Exercise description: Each line from the beginning of the entries below through the line that includes "of user actions." must be returned exactly as given.

The records:
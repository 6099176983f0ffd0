//! Scripted wizard interactions.
//!
//! A scenario is a JSON document listing user actions in order. Each action
//! is replayed against a [`WizardSession`]; refusals are recorded in the
//! report rather than aborting the run.

use std::path::{Path, PathBuf};

use anyhow::Context;
use bytes::Bytes;
use serde::{Deserialize, Serialize};
use tracing::{info, warn};

use docflow_core::party::{PartyField, PartyRole};
use docflow_core::preview::SelectedFile;
use docflow_core::submission::SubmissionCoordinator;
use docflow_core::wizard::WizardSession;
use docflow_shared::AppError;

/// A recorded sequence of user actions.
#[derive(Debug, Clone, Deserialize)]
pub struct Scenario {
    /// Actions in the order the user performed them.
    pub steps: Vec<Action>,
}

/// One user action.
#[derive(Debug, Clone, Deserialize)]
#[serde(tag = "action", rename_all = "snake_case")]
pub enum Action {
    /// Pick a delivery tier by catalog index.
    SelectTier {
        /// Catalog index.
        index: usize,
    },
    /// Edit one party field.
    UpdateParty {
        /// `sender` or `recipient`.
        party: String,
        /// Field name, e.g. `postal_code`.
        field: String,
        /// Raw input.
        value: String,
    },
    /// Pick a file. Bytes come from exactly one of `path` (relative to the
    /// scenario) or inline `content`; giving both or neither is an error.
    Attach {
        /// File name shown to the user.
        file_name: String,
        /// Declared content type.
        content_type: String,
        /// File to read.
        #[serde(default)]
        path: Option<PathBuf>,
        /// Inline content.
        #[serde(default)]
        content: Option<String>,
    },
    /// Remove the attachment.
    ClearAttachment,
    /// Capture → Review.
    Advance,
    /// Review → Capture.
    Retreat,
    /// Submit again from review.
    Confirm,
    /// Back to capture with the submission record cleared.
    Reset,
}

impl Action {
    /// Short name for reports.
    #[must_use]
    pub fn name(&self) -> &'static str {
        match self {
            Self::SelectTier { .. } => "select_tier",
            Self::UpdateParty { .. } => "update_party",
            Self::Attach { .. } => "attach",
            Self::ClearAttachment => "clear_attachment",
            Self::Advance => "advance",
            Self::Retreat => "retreat",
            Self::Confirm => "confirm",
            Self::Reset => "reset",
        }
    }
}

/// What happened when one action was replayed.
#[derive(Debug, Clone, Serialize)]
pub struct StepReport {
    /// Position in the scenario, starting at 1.
    pub index: usize,
    /// Action name.
    pub action: &'static str,
    /// `ok` or the refusal's error code.
    pub outcome: String,
    /// Application error category of a refusal.
    pub category: Option<&'static str>,
    /// Whether the user can fix a refusal by editing input or retrying.
    pub recoverable: bool,
    /// Human-readable detail.
    pub detail: String,
}

impl StepReport {
    fn ok(index: usize, action: &'static str, detail: impl Into<String>) -> Self {
        Self {
            index,
            action,
            outcome: "ok".to_string(),
            category: None,
            recoverable: true,
            detail: detail.into(),
        }
    }

    fn refused(index: usize, action: &'static str, code: &str, err: impl Into<AppError>) -> Self {
        let err = err.into();
        Self {
            index,
            action,
            outcome: code.to_string(),
            category: Some(err.error_code()),
            recoverable: err.is_recoverable(),
            detail: err.to_string(),
        }
    }
}

impl Scenario {
    /// Reads a scenario file.
    ///
    /// # Errors
    ///
    /// Returns an error if the file cannot be read or is not a valid scenario.
    pub async fn load(path: &Path) -> anyhow::Result<Self> {
        let raw = tokio::fs::read_to_string(path)
            .await
            .with_context(|| format!("reading scenario {}", path.display()))?;
        serde_json::from_str(&raw)
            .map_err(AppError::from)
            .with_context(|| format!("parsing scenario {}", path.display()))
    }

    /// Replays every action against `session`.
    ///
    /// # Errors
    ///
    /// Returns an error only when an attachment file cannot be read.
    pub async fn replay<C: SubmissionCoordinator>(
        &self,
        session: &mut WizardSession<C>,
        base_dir: &Path,
    ) -> anyhow::Result<Vec<StepReport>> {
        let mut reports = Vec::with_capacity(self.steps.len());
        for (i, action) in self.steps.iter().enumerate() {
            let report = apply(session, i + 1, action, base_dir).await?;
            if report.outcome == "ok" {
                info!(step = report.index, action = report.action, "{}", report.detail);
            } else {
                warn!(
                    step = report.index,
                    action = report.action,
                    code = %report.outcome,
                    "{}",
                    report.detail
                );
            }
            reports.push(report);
        }
        Ok(reports)
    }
}

async fn apply<C: SubmissionCoordinator>(
    session: &mut WizardSession<C>,
    index: usize,
    action: &Action,
    base_dir: &Path,
) -> anyhow::Result<StepReport> {
    let name = action.name();
    let report = match action {
        Action::SelectTier { index: tier } => match session.select_tier(*tier) {
            Ok(_) => StepReport::ok(index, name, format!("tier {tier} selected")),
            Err(e) => StepReport::refused(index, name, e.error_code(), e),
        },
        Action::UpdateParty {
            party,
            field,
            value,
        } => {
            let parsed = PartyRole::parse(party)
                .and_then(|role| PartyField::parse(field).map(|field| (role, field)));
            match parsed.and_then(|(role, field)| session.update_party_field(role, field, value)) {
                Ok(()) => StepReport::ok(index, name, format!("{party} {field} updated")),
                Err(e) => StepReport::refused(index, name, e.error_code(), e),
            }
        }
        Action::Attach {
            file_name,
            content_type,
            path,
            content,
        } => {
            let bytes = match (path, content) {
                (Some(path), None) => {
                    let full = base_dir.join(path);
                    Bytes::from(
                        tokio::fs::read(&full)
                            .await
                            .with_context(|| format!("reading attachment {}", full.display()))?,
                    )
                }
                (None, Some(content)) => Bytes::from(content.clone()),
                (Some(_), Some(_)) => {
                    anyhow::bail!("step {index}: attach {file_name} sets both path and content")
                }
                (None, None) => {
                    anyhow::bail!("step {index}: attach {file_name} needs a path or content")
                }
            };
            let kind = session.set_attachment(SelectedFile::new(
                file_name.as_str(),
                content_type.as_str(),
                bytes,
            ));
            StepReport::ok(index, name, format!("{file_name} attached as {kind}"))
        }
        Action::ClearAttachment => {
            session.clear_attachment();
            StepReport::ok(index, name, "attachment cleared")
        }
        Action::Advance => match session.advance().await {
            Ok(step) => StepReport::ok(index, name, format!("now at {step}")),
            Err(e) => StepReport::refused(index, name, e.error_code(), e),
        },
        Action::Retreat => match session.retreat() {
            Ok(step) => StepReport::ok(index, name, format!("now at {step}")),
            Err(e) => StepReport::refused(index, name, e.error_code(), e),
        },
        Action::Confirm => match session.confirm_and_submit().await {
            Ok(record) => StepReport::ok(
                index,
                name,
                format!(
                    "attempt {} {}: {}",
                    record.attempt,
                    record.outcome,
                    record.message.unwrap_or_default()
                ),
            ),
            Err(e) => StepReport::refused(index, name, e.error_code(), e),
        },
        Action::Reset => {
            session.reset();
            StepReport::ok(index, name, format!("now at {}", session.step()))
        }
    };
    Ok(report)
}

Expected answer:
repository 6099176983f0ffd0
//! Scripted wizard interactions.
//!
//! A scenario is a JSON document listing user actions in order. Each action
//! is replayed against a [`WizardSession`]; refusals are recorded in the
//! report rather than aborting the run.

use std::path::{Path, PathBuf};

use anyhow::Context;
use bytes::Bytes;
use serde::{Deserialize, Serialize};
use tracing::{info, warn};

use docflow_core::party::{PartyField, PartyRole};
use docflow_core::preview::SelectedFile;
use docflow_core::submission::SubmissionCoordinator;
use docflow_core::wizard::WizardSession;
use docflow_shared::AppError;

/// A recorded sequence of user actions.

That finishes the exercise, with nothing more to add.